Superhuman already dipped its toes into AI features recently, rolling out tools to:
- Auto-schedule meetings
- Generate smart replies
- Sort and categorize emails
Now, paired with Grammarly’s natural language engine, those features could scale into something even more intuitive and powerful.
What’s in It for Users?
For Grammarly users, this could mean:
- AI that doesn’t just suggest grammar fixes but takes real action.
- Email writing that feels like your own voice but on autopilot.
- Smarter tools inside the platforms you already use every day.
For Superhuman fans?
The app won’t be going anywhere.
In fact, Rahul Vohra says joining forces with Grammarly means doubling down on building a seamless, intelligent email experience.

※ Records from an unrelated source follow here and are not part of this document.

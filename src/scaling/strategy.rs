// Strategy kinds; resolved from config names once at load time

use std::fmt;

use serde::{Deserialize, Serialize};

/// Scaling strategy for a title; serializes to lowercase JSON (e.g. "trend").
#[derive(Debug, Clone, Copy, Default, PartialEq, Eq, Hash, Serialize, Deserialize)]
#[serde(rename_all = "lowercase")]
pub enum Strategy {
    Aggressive,
    Passive,
    Trend,
    Predictive,
    /// Also what any unrecognised stored name reads as.
    #[default]
    #[serde(other)]
    Normal,
}

impl Strategy {
    /// Parse a config name; `None` for unknown names.
    pub fn parse(name: &str) -> Option<Self> {
        match name.trim().to_lowercase().as_str() {
            "normal" => Some(Strategy::Normal),
            "aggressive" => Some(Strategy::Aggressive),
            "passive" => Some(Strategy::Passive),
            "trend" => Some(Strategy::Trend),
            "predictive" => Some(Strategy::Predictive),
            _ => None,
        }
    }

    /// Unknown names degrade to `Normal` with a warning; they never fail the load.
    pub fn from_config_name(name: &str, scope: &str) -> Self {
        Self::parse(name).unwrap_or_else(|| {
            tracing::warn!(scope, strategy = name, "unknown scaling strategy; using normal");
            Strategy::Normal
        })
    }

    pub fn as_str(self) -> &'static str {
        match self {
            Strategy::Normal => "normal",
            Strategy::Aggressive => "aggressive",
            Strategy::Passive => "passive",
            Strategy::Trend => "trend",
            Strategy::Predictive => "predictive",
        }
    }

    /// Remaining-capacity percent on the last VM at or below which a threshold
    /// strategy adds one more VM. `None` for non-threshold strategies.
    pub fn scale_up_percent(self) -> Option<f64> {
        match self {
            Strategy::Aggressive => Some(10.0),
            Strategy::Normal => Some(5.0),
            Strategy::Passive => Some(2.0),
            Strategy::Trend | Strategy::Predictive => None,
        }
    }
}

impl fmt::Display for Strategy {
    fn fmt(&self, f: &mut fmt::Formatter<'_>) -> fmt::Result {
        f.write_str(self.as_str())
    }
}

#[cfg(test)]
mod tests {
    use super::*;

    #[test]
    fn parse_is_case_insensitive() {
        assert_eq!(Strategy::parse(" Trend "), Some(Strategy::Trend));
        assert_eq!(Strategy::parse("PREDICTIVE"), Some(Strategy::Predictive));
        assert_eq!(Strategy::parse("bogus"), None);
    }

    #[test]
    fn unknown_config_name_degrades_to_normal() {
        assert_eq!(Strategy::from_config_name("turbo", "test"), Strategy::Normal);
    }

    #[test]
    fn unknown_json_value_reads_as_normal() {
        let s: Strategy = serde_json::from_str("\"turbo\"").unwrap();
        assert_eq!(s, Strategy::Normal);
        assert_eq!(serde_json::to_string(&Strategy::Aggressive).unwrap(), "\"aggressive\"");
    }

    #[test]
    fn threshold_percents_per_variant() {
        assert_eq!(Strategy::Aggressive.scale_up_percent(), Some(10.0));
        assert_eq!(Strategy::Normal.scale_up_percent(), Some(5.0));
        assert_eq!(Strategy::Passive.scale_up_percent(), Some(2.0));
        assert_eq!(Strategy::Trend.scale_up_percent(), None);
    }
}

“By joining forces with Grammarly, we’ll invest even more in the core Superhuman experience,” said Vohra.
Grammarly’s Bigger AI Vision
This isn’t Grammarly’s first big leap.
In 2023, the company acquired Coda, a collaborative productivity platform, and promoted its co-founder Malhotra to CEO.
In May 2025, Grammarly secured a $1 billion non-dilutive investment from General Catalyst.
Instead of giving up equity, Grammarly will repay the funds through a portion of revenue generated using the investment, keeping control while accelerating growth.
What Could Be Next?
While Grammarly hasn’t explicitly laid out a roadmap, signs point to an AI-powered workplace assistant that lives where you work: email, docs, chat tools, and beyond.
If that sounds a bit like Microsoft Copilot or Google Gemini, you’re not wrong.
But Grammarly’s move with Superhuman could give it an edge in personalization, simplicity, and cross-tool collaboration.
Quick Recap
Company | Move Made | Why It Matters |
---|---|---|
Grammarly | Acquired Superhuman | Supercharges email with AI |
Superhuman | Brings AI email features | Gains deeper AI integration & support |
Users | Get smarter communication tools | AI agents to help write, reply, and more |
Industry | Gets another major AI player in email | More competition for Google & Microsoft |
Grammarly isn’t just fixing typos anymore.
With Superhuman on board, it’s building the future of intelligent communication, one email at a time.